Problem -> Whenever a line below includes the word "flattens", copy that line.

[Records from a collection]

___

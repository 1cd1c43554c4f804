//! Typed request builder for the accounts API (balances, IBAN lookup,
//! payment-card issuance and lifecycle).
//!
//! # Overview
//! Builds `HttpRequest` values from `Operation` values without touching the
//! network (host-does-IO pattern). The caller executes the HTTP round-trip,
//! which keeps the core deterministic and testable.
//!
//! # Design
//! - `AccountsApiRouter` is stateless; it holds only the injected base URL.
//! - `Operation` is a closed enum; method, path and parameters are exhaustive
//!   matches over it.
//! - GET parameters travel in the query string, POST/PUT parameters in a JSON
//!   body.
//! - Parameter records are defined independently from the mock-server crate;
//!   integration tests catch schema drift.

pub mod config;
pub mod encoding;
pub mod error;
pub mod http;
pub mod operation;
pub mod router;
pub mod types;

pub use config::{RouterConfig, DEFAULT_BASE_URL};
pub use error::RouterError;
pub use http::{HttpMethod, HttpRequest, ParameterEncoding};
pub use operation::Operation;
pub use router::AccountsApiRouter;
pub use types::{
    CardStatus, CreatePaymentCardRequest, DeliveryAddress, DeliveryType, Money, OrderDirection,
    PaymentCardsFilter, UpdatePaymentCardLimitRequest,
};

___

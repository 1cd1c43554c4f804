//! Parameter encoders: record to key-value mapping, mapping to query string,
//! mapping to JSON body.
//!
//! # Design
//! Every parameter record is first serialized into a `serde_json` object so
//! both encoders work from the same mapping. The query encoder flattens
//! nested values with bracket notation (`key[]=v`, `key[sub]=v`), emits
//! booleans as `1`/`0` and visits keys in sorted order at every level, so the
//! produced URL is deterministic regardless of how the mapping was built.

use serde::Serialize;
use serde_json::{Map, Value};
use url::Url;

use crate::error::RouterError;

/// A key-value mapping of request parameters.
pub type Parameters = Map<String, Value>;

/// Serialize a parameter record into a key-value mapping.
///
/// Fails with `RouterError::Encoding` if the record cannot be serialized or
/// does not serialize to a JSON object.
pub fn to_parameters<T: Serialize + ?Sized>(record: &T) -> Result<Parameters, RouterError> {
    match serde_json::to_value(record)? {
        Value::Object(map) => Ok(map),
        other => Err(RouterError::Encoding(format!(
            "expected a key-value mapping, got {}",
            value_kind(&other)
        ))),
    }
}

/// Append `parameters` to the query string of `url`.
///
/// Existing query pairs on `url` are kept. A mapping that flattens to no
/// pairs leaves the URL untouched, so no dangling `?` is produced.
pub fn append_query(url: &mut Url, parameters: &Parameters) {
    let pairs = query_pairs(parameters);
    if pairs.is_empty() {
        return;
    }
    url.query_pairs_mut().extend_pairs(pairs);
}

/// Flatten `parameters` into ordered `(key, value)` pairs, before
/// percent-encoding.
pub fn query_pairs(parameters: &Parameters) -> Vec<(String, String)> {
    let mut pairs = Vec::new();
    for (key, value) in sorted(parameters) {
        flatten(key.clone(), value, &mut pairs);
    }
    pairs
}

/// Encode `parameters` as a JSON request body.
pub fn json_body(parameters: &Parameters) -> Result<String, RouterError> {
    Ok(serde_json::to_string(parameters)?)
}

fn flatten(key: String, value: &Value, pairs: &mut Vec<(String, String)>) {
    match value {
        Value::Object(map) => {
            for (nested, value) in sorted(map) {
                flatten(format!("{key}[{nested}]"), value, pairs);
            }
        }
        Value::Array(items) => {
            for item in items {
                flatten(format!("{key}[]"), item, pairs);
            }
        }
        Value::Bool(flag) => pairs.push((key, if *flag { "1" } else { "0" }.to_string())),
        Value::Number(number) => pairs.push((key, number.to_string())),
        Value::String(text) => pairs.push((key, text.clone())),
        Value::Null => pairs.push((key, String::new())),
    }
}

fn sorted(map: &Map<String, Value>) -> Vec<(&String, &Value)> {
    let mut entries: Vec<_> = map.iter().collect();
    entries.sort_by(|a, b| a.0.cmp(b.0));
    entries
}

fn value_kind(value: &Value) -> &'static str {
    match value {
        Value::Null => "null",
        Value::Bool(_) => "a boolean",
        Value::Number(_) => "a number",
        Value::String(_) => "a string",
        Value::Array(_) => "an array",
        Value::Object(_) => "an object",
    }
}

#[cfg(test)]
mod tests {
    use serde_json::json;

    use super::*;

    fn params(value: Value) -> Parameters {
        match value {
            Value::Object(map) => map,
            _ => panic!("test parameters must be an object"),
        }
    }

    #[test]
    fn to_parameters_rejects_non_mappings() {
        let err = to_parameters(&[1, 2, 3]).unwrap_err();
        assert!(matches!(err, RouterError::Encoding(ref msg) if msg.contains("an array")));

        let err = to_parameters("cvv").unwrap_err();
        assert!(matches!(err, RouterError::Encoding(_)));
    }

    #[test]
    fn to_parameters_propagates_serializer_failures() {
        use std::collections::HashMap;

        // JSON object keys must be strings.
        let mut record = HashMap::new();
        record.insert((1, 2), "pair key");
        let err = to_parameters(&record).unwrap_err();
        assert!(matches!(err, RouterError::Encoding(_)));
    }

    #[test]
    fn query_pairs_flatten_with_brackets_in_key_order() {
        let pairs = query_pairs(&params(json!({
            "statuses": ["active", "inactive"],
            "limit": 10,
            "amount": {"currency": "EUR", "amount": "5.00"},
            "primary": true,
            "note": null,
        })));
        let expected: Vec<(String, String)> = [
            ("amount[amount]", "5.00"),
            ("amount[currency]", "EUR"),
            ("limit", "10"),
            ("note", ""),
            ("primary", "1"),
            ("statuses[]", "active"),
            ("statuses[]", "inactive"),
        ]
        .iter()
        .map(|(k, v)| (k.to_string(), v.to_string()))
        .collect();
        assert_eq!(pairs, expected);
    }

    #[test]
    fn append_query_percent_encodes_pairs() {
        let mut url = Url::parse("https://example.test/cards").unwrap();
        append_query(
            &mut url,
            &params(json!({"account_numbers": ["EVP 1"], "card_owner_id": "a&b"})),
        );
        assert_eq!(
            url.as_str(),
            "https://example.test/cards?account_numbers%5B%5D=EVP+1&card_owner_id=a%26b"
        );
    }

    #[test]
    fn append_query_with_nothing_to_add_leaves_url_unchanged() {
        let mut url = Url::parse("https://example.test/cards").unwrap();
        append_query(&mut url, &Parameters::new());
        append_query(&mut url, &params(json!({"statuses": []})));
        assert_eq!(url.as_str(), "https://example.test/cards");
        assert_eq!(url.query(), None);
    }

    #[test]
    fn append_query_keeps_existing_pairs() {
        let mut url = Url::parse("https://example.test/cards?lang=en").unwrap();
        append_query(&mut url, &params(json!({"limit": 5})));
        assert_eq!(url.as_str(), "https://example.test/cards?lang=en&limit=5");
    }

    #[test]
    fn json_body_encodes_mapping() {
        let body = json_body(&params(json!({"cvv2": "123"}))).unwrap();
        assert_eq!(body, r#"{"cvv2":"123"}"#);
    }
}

___

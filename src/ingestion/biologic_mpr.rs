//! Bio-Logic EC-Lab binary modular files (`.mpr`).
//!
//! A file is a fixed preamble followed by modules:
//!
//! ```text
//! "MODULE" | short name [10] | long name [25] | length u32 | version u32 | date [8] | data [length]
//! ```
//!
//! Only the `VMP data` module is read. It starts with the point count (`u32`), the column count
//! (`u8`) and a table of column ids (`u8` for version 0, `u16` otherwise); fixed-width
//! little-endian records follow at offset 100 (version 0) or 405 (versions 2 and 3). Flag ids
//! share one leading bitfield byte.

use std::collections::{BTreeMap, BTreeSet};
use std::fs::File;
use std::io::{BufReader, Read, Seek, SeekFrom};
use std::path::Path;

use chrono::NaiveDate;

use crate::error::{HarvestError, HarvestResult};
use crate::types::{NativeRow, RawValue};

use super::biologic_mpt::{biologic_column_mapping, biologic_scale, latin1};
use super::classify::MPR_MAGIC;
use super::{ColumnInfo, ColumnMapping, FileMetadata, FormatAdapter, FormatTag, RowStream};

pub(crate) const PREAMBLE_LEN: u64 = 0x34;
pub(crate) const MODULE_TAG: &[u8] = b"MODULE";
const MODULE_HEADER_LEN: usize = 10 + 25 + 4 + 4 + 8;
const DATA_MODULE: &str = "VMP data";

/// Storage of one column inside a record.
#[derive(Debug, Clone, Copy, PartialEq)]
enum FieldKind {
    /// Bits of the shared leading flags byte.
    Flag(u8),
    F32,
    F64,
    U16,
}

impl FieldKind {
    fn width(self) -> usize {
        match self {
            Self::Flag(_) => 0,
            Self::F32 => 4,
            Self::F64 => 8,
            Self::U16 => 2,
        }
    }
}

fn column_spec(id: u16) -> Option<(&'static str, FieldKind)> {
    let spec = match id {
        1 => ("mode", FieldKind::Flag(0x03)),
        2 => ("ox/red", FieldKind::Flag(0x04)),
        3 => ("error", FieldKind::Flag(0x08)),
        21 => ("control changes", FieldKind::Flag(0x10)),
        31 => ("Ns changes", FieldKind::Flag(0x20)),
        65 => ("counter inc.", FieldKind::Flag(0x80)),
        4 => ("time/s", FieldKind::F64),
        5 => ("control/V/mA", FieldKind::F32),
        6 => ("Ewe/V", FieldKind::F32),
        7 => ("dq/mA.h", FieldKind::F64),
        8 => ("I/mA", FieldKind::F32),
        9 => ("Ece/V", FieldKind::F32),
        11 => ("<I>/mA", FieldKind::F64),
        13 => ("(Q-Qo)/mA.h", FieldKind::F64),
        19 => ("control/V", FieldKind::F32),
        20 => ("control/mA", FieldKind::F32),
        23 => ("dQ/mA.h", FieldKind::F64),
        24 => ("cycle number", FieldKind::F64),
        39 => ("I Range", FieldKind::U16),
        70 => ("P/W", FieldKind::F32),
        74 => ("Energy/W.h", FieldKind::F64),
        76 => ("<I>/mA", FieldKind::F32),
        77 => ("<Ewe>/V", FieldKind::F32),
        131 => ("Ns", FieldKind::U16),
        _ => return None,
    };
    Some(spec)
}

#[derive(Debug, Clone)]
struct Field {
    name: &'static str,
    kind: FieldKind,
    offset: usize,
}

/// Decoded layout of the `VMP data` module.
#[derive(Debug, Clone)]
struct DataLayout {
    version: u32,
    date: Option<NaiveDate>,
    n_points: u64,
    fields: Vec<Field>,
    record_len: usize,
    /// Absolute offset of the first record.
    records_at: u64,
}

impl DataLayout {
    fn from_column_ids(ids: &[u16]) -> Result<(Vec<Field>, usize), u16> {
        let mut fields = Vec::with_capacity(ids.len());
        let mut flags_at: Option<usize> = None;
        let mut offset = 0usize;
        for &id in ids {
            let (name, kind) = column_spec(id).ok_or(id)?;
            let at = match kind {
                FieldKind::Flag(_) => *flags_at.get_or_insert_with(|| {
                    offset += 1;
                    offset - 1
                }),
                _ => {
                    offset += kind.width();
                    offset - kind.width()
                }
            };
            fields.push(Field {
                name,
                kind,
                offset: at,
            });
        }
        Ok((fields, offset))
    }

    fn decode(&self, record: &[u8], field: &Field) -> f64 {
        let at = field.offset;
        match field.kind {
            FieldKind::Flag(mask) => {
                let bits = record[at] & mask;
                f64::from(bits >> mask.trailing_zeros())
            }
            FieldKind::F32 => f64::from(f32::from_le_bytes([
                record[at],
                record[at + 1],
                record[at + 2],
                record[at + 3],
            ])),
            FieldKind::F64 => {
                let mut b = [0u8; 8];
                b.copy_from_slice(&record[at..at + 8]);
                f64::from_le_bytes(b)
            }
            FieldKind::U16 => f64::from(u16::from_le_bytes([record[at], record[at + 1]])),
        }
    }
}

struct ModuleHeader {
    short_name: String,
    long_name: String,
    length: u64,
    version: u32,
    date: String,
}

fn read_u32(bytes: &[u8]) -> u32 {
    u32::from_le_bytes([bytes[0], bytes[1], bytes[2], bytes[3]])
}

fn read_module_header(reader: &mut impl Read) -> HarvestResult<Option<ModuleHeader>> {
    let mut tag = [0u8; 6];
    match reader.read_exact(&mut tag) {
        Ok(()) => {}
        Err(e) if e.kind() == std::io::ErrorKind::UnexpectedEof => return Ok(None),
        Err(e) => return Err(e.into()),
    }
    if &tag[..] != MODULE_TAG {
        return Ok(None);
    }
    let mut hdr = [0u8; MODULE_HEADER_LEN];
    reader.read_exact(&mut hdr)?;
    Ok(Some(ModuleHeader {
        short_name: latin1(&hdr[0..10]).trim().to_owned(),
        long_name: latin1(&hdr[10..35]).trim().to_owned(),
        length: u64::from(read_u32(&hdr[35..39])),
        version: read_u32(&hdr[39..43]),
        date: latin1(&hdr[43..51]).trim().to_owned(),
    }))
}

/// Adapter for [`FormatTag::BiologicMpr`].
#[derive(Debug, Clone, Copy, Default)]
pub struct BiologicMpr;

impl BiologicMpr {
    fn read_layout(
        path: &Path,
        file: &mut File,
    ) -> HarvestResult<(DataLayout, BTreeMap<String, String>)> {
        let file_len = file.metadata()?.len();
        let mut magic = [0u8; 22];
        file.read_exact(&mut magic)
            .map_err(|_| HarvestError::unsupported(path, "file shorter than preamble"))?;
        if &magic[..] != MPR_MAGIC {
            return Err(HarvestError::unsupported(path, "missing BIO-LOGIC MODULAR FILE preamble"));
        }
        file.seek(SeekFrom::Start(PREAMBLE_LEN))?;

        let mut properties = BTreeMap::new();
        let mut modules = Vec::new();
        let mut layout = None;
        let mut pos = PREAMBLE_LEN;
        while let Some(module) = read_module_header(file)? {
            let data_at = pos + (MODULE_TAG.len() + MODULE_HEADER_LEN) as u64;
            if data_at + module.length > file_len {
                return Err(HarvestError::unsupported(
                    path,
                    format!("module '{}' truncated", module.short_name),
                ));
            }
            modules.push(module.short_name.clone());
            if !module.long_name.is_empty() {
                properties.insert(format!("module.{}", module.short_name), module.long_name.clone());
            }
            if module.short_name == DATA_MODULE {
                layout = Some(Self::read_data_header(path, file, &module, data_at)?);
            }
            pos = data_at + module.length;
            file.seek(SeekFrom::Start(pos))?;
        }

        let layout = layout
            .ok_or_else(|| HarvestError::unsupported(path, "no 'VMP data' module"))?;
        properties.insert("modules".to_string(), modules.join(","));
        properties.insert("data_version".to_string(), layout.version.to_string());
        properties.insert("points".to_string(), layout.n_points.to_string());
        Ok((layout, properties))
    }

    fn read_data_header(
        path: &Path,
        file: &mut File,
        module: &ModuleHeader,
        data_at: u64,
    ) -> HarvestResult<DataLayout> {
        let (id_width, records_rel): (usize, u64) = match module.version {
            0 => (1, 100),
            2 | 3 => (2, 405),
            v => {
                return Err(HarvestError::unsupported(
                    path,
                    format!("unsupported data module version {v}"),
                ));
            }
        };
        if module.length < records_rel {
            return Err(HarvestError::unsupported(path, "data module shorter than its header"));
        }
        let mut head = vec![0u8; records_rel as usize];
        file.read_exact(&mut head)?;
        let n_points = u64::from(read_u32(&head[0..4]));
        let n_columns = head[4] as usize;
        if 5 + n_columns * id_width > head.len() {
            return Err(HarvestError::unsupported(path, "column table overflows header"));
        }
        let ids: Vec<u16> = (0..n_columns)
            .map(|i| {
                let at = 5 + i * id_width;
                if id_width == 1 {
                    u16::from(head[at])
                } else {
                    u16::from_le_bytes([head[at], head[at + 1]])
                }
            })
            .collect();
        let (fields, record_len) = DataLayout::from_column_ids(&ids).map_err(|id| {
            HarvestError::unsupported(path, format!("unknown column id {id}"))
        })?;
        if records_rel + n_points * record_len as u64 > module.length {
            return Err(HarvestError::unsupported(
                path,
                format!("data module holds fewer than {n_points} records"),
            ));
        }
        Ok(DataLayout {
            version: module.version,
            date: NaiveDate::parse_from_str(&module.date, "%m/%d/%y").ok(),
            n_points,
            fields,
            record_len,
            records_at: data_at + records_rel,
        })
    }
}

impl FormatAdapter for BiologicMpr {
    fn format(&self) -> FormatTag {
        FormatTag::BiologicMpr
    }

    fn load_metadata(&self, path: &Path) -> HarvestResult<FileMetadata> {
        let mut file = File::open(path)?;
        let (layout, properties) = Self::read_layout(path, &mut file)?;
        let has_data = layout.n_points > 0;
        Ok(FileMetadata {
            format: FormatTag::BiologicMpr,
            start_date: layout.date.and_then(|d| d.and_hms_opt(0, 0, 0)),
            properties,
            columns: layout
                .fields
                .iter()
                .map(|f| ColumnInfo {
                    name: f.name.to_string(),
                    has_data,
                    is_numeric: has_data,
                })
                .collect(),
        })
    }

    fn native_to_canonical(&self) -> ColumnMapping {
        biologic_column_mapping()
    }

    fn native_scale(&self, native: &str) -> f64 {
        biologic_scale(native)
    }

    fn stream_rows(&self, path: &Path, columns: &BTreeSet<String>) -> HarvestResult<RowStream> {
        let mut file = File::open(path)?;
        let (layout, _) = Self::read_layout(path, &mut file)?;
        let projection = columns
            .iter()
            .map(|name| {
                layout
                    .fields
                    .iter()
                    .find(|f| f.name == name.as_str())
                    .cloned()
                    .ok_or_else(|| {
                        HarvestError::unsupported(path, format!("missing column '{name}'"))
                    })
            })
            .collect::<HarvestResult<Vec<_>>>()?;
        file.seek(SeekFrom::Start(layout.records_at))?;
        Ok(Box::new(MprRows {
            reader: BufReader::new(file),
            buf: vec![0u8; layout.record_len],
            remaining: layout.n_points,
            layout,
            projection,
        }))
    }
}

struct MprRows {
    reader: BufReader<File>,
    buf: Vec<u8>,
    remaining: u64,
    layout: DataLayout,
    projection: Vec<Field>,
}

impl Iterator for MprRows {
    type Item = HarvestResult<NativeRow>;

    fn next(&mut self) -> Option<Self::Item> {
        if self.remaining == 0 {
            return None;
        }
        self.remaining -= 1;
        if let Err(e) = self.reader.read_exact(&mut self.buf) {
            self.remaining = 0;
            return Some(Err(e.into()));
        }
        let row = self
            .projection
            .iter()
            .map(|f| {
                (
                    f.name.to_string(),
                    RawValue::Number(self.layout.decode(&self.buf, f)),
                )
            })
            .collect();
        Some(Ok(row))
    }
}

___

Solution to this exercise ->
//! both encoders work from the same mapping. The query encoder flattens
/// Existing query pairs on `url` are kept. A mapping that flattens to no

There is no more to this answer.